Exercise: Would you please transcribe, exactly as written, the lines of the entries below starting at the one that holds "let product = match" and ending at the one that holds "zero is ignored", both included?

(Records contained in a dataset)
//! The cart store: ordered line items, stock-checked mutations, snapshot
//! persistence.

use std::sync::Arc;

use rust_decimal::Decimal;
use tokio::sync::{Mutex, RwLock};
use tracing::{instrument, warn};

use driftwood_core::{LineItem, ProductId};

use crate::catalog::{Catalog, HttpCatalog};
use crate::config::CartConfig;
use crate::error::CartError;
use crate::notify::{Notifier, TracingNotifier, messages};
use crate::storage::{FileSnapshotStore, SnapshotStore};

/// Aggregate view of the cart: how many units in total and what they cost.
#[derive(Debug, Clone, Copy, PartialEq, Eq)]
pub struct CartSummary {
    /// Sum of all line amounts.
    pub total_items: u32,
    /// Sum of `price * amount` over all lines.
    pub subtotal: Decimal,
}

/// Session cart state manager.
///
/// Holds the ordered line items of one session's cart, validates quantities
/// against the catalog's stock levels before committing, and persists a full
/// snapshot after every mutation. Every rejected or failed mutation emits
/// exactly one user-facing notification and returns a typed error.
///
/// This struct is cheaply cloneable via `Arc`; clones share state.
#[derive(Clone)]
pub struct CartStore {
    inner: Arc<CartStoreInner>,
}

struct CartStoreInner {
    catalog: Arc<dyn Catalog>,
    storage: Arc<dyn SnapshotStore>,
    notifier: Arc<dyn Notifier>,
    storage_key: String,
    /// Published cart state. Held briefly: reads clone, commits swap.
    items: RwLock<Vec<LineItem>>,
    /// Serializes mutations end to end (lookups, validation, commit,
    /// persist) so concurrent operations cannot lose each other's writes.
    write_gate: Mutex<()>,
}

impl CartStore {
    /// Open a cart store, loading any snapshot persisted under
    /// `storage_key`.
    ///
    /// A missing snapshot starts the cart empty. A snapshot that fails to
    /// parse is discarded with a warning and the cart starts empty; the next
    /// mutation overwrites it.
    ///
    /// # Errors
    ///
    /// Returns `CartError::Storage` if the snapshot cannot be read.
    pub async fn open(
        catalog: Arc<dyn Catalog>,
        storage: Arc<dyn SnapshotStore>,
        notifier: Arc<dyn Notifier>,
        storage_key: impl Into<String>,
    ) -> Result<Self, CartError> {
        let storage_key = storage_key.into();
        let items = match storage.get(&storage_key).await? {
            Some(snapshot) => match serde_json::from_str::<Vec<LineItem>>(&snapshot) {
                Ok(items) => items,
                Err(e) => {
                    warn!(error = %e, key = %storage_key, "discarding unreadable cart snapshot");
                    Vec::new()
                }
            },
            None => Vec::new(),
        };

        Ok(Self {
            inner: Arc::new(CartStoreInner {
                catalog,
                storage,
                notifier,
                storage_key,
                items: RwLock::new(items),
                write_gate: Mutex::new(()),
            }),
        })
    }

    /// Open a cart store wired to the production adapters: the HTTP catalog,
    /// file-backed snapshots, and notifications through `tracing`.
    ///
    /// # Errors
    ///
    /// Returns an error if the HTTP client cannot be built or the snapshot
    /// cannot be read.
    pub async fn from_config(config: &CartConfig) -> Result<Self, CartError> {
        let catalog = HttpCatalog::new(&config.catalog)?;
        let storage = FileSnapshotStore::new(config.storage_dir.clone());

        Self::open(
            Arc::new(catalog),
            Arc::new(storage),
            Arc::new(TracingNotifier),
            config.storage_key.clone(),
        )
        .await
    }

    // =========================================================================
    // Reads
    // =========================================================================

    /// Current cart contents, in insertion order.
    pub async fn items(&self) -> Vec<LineItem> {
        self.inner.items.read().await.clone()
    }

    /// One line by product id.
    pub async fn get(&self, id: ProductId) -> Option<LineItem> {
        self.inner
            .items
            .read()
            .await
            .iter()
            .find(|item| item.id == id)
            .cloned()
    }

    /// Aggregate totals over the whole cart.
    pub async fn summary(&self) -> CartSummary {
        let items = self.inner.items.read().await;
        CartSummary {
            total_items: items.iter().map(|item| item.amount).sum(),
            subtotal: items.iter().map(LineItem::line_total).sum(),
        }
    }

    // =========================================================================
    // Mutations
    // =========================================================================

    /// Add one unit of a product to the cart.
    ///
    /// A product already in the cart has its amount incremented by one; a
    /// new product is looked up in the catalog and appended with amount 1.
    /// Stock is checked fresh in both cases against the would-be total.
    ///
    /// # Errors
    ///
    /// - `CartError::OutOfStock` if stock cannot cover one more unit
    /// - `CartError::Catalog` if a catalog lookup fails
    /// - `CartError::Storage` / `CartError::Snapshot` if persisting fails
    ///   (the in-memory commit stands; only the durable snapshot is stale)
    #[instrument(skip(self), fields(product_id = %product_id))]
    pub async fn add_product(&self, product_id: ProductId) -> Result<(), CartError> {
        let _gate = self.inner.write_gate.lock().await;

        let stock = match self.inner.catalog.stock(product_id).await {
            Ok(stock) => stock,
            Err(e) => {
                self.inner.notifier.error(messages::ADD_FAILED);
                return Err(e.into());
            }
        };

        let mut items = self.inner.items.read().await.clone();
        let current_amount = items
            .iter()
            .find(|item| item.id == product_id)
            .map_or(0, |item| item.amount);
        let wanted = current_amount.saturating_add(1);

        if wanted > stock.amount {
            self.inner.notifier.error(messages::OUT_OF_STOCK);
            return Err(CartError::OutOfStock {
                product_id,
                requested: wanted,
                available: stock.amount,
            });
        }

        if let Some(item) = items.iter_mut().find(|item| item.id == product_id) {
            item.amount = wanted;
        } else {
            let product = match self.inner.catalog.product(product_id).await {
                Ok(product) => product,
                Err(e) => {
                    self.inner.notifier.error(messages::ADD_FAILED);
                    return Err(e.into());
                }
            };
            items.push(product.into());
        }

        self.commit(items, messages::ADD_FAILED).await
    }

    /// Remove a product's line from the cart entirely.
    ///
    /// # Errors
    ///
    /// - `CartError::NotInCart` if the product has no line in the cart
    /// - `CartError::Storage` / `CartError::Snapshot` if persisting fails
    #[instrument(skip(self), fields(product_id = %product_id))]
    pub async fn remove_product(&self, product_id: ProductId) -> Result<(), CartError> {
        let _gate = self.inner.write_gate.lock().await;

        let mut items = self.inner.items.read().await.clone();
        let before = items.len();
        items.retain(|item| item.id != product_id);

        if items.len() == before {
            self.inner.notifier.error(messages::REMOVE_FAILED);
            return Err(CartError::NotInCart(product_id));
        }

        self.commit(items, messages::REMOVE_FAILED).await
    }

    /// Set a product's line to exactly `amount` units.
    ///
    /// An `amount` of zero is ignored entirely: no lookup, no notification,
    /// no state change. Callers drop lines via [`Self::remove_product`].
    /// Stock is checked before cart membership, so an unknown product with
    /// an over-stock amount reports out-of-stock rather than not-in-cart.
    ///
    /// # Errors
    ///
    /// - `CartError::OutOfStock` if stock cannot cover `amount`
    /// - `CartError::NotInCart` if the product has no line in the cart
    /// - `CartError::Catalog` if the stock lookup fails
    /// - `CartError::Storage` / `CartError::Snapshot` if persisting fails
    #[instrument(skip(self), fields(product_id = %product_id, amount))]
    pub async fn update_product_amount(
        &self,
        product_id: ProductId,
        amount: u32,
    ) -> Result<(), CartError> {
        if amount == 0 {
            return Ok(());
        }

        let _gate = self.inner.write_gate.lock().await;

        let stock = match self.inner.catalog.stock(product_id).await {
            Ok(stock) => stock,
            Err(e) => {
                self.inner.notifier.error(messages::UPDATE_FAILED);
                return Err(e.into());
            }
        };

        if amount > stock.amount {
            self.inner.notifier.error(messages::OUT_OF_STOCK);
            return Err(CartError::OutOfStock {
                product_id,
                requested: amount,
                available: stock.amount,
            });
        }

        let mut items = self.inner.items.read().await.clone();
        match items.iter_mut().find(|item| item.id == product_id) {
            Some(item) => item.amount = amount,
            None => {
                self.inner.notifier.error(messages::UPDATE_FAILED);
                return Err(CartError::NotInCart(product_id));
            }
        }

        self.commit(items, messages::UPDATE_FAILED).await
    }

    /// Publish a new cart state and persist it.
    ///
    /// On a persistence failure the in-memory commit stands, the operation's
    /// failure message is surfaced, and the error is returned; only the
    /// durable snapshot is stale.
    async fn commit(&self, items: Vec<LineItem>, failure_message: &str) -> Result<(), CartError> {
        let snapshot = match serde_json::to_string(&items) {
            Ok(snapshot) => snapshot,
            Err(e) => {
                self.inner.notifier.error(failure_message);
                return Err(CartError::Snapshot(e));
            }
        };

        *self.inner.items.write().await = items;

        if let Err(e) = self
            .inner
            .storage
            .set(&self.inner.storage_key, &snapshot)
            .await
        {
            tracing::error!(error = %e, key = %self.inner.storage_key, "failed to persist cart snapshot");
            self.inner.notifier.error(failure_message);
            return Err(e.into());
        }

        Ok(())
    }
}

Solution to this exercise:
            let product = match self.inner.catalog.product(product_id).await {
                Ok(product) => product,
                Err(e) => {
                    self.inner.notifier.error(messages::ADD_FAILED);
                    return Err(e.into());
                }
            };
            items.push(product.into());
        }

        self.commit(items, messages::ADD_FAILED).await
    }

    /// Remove a product's line from the cart entirely.
    ///
    /// # Errors
    ///
    /// - `CartError::NotInCart` if the product has no line in the cart
    /// - `CartError::Storage` / `CartError::Snapshot` if persisting fails
    #[instrument(skip(self), fields(product_id = %product_id))]
    pub async fn remove_product(&self, product_id: ProductId) -> Result<(), CartError> {
        let _gate = self.inner.write_gate.lock().await;

        let mut items = self.inner.items.read().await.clone();
        let before = items.len();
        items.retain(|item| item.id != product_id);

        if items.len() == before {
            self.inner.notifier.error(messages::REMOVE_FAILED);
            return Err(CartError::NotInCart(product_id));
        }

        self.commit(items, messages::REMOVE_FAILED).await
    }

    /// Set a product's line to exactly `amount` units.
    ///
    /// An `amount` of zero is ignored entirely: no lookup, no notification,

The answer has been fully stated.